• _Action item_
From the first line of the records through the line containing "sections (plus their", retype every line exactly and nothing else.

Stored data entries
◇ ◇ ◇ ◇ ◇

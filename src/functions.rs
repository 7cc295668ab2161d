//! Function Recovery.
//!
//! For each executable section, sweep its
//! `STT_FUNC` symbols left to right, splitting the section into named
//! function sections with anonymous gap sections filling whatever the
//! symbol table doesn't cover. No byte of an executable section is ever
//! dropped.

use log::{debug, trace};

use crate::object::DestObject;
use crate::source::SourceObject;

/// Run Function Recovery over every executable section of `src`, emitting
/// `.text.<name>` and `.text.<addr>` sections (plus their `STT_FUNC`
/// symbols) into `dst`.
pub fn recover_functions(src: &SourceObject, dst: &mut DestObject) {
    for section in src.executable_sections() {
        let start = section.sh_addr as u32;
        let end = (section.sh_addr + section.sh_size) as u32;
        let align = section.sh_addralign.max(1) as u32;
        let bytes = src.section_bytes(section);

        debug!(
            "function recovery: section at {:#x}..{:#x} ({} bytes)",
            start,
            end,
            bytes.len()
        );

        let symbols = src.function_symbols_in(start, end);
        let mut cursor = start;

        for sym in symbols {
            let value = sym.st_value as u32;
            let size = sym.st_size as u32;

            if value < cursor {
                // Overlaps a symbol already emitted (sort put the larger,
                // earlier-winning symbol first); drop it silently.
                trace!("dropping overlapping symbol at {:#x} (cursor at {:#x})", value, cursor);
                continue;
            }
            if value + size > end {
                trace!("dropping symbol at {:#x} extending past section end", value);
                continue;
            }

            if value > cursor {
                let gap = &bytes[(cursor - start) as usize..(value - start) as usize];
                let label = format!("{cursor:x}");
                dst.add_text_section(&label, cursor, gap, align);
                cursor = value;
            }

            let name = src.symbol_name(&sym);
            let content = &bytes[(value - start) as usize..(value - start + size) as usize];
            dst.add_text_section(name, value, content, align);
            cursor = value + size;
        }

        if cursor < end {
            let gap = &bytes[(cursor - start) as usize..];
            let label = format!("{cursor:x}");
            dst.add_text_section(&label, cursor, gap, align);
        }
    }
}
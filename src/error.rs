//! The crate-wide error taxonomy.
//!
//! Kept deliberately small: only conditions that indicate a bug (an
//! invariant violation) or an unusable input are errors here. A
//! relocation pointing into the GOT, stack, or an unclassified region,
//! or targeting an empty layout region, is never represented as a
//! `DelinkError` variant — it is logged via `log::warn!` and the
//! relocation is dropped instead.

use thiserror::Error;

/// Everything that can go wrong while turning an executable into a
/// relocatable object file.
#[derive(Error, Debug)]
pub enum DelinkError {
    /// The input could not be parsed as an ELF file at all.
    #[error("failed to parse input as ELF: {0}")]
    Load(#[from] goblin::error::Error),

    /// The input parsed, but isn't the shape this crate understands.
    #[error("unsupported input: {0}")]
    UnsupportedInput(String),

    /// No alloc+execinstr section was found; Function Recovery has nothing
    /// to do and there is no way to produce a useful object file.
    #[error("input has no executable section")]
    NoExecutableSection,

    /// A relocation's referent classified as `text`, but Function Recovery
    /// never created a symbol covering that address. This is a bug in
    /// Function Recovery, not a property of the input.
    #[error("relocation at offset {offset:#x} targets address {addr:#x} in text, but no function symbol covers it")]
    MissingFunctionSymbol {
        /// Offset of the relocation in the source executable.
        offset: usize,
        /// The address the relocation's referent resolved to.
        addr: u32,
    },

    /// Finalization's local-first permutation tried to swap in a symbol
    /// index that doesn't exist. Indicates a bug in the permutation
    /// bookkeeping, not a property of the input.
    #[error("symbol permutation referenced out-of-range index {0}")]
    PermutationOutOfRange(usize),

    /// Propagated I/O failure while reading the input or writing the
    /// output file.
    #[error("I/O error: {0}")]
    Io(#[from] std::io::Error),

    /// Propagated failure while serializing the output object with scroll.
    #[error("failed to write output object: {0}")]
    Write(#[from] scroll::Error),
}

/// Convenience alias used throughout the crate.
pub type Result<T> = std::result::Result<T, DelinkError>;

◇ ◇ ◇ ◇ ◇

• _Solution to this problem_
filename src/functions.rs
repository 7cc295668ab2161d
//! Function Recovery.
//!
//! For each executable section, sweep its
//! `STT_FUNC` symbols left to right, splitting the section into named
//! function sections with anonymous gap sections filling whatever the
//! symbol table doesn't cover. No byte of an executable section is ever
//! dropped.

use log::{debug, trace};

use crate::object::DestObject;
use crate::source::SourceObject;

/// Run Function Recovery over every executable section of `src`, emitting
/// `.text.<name>` and `.text.<addr>` sections (plus their `STT_FUNC`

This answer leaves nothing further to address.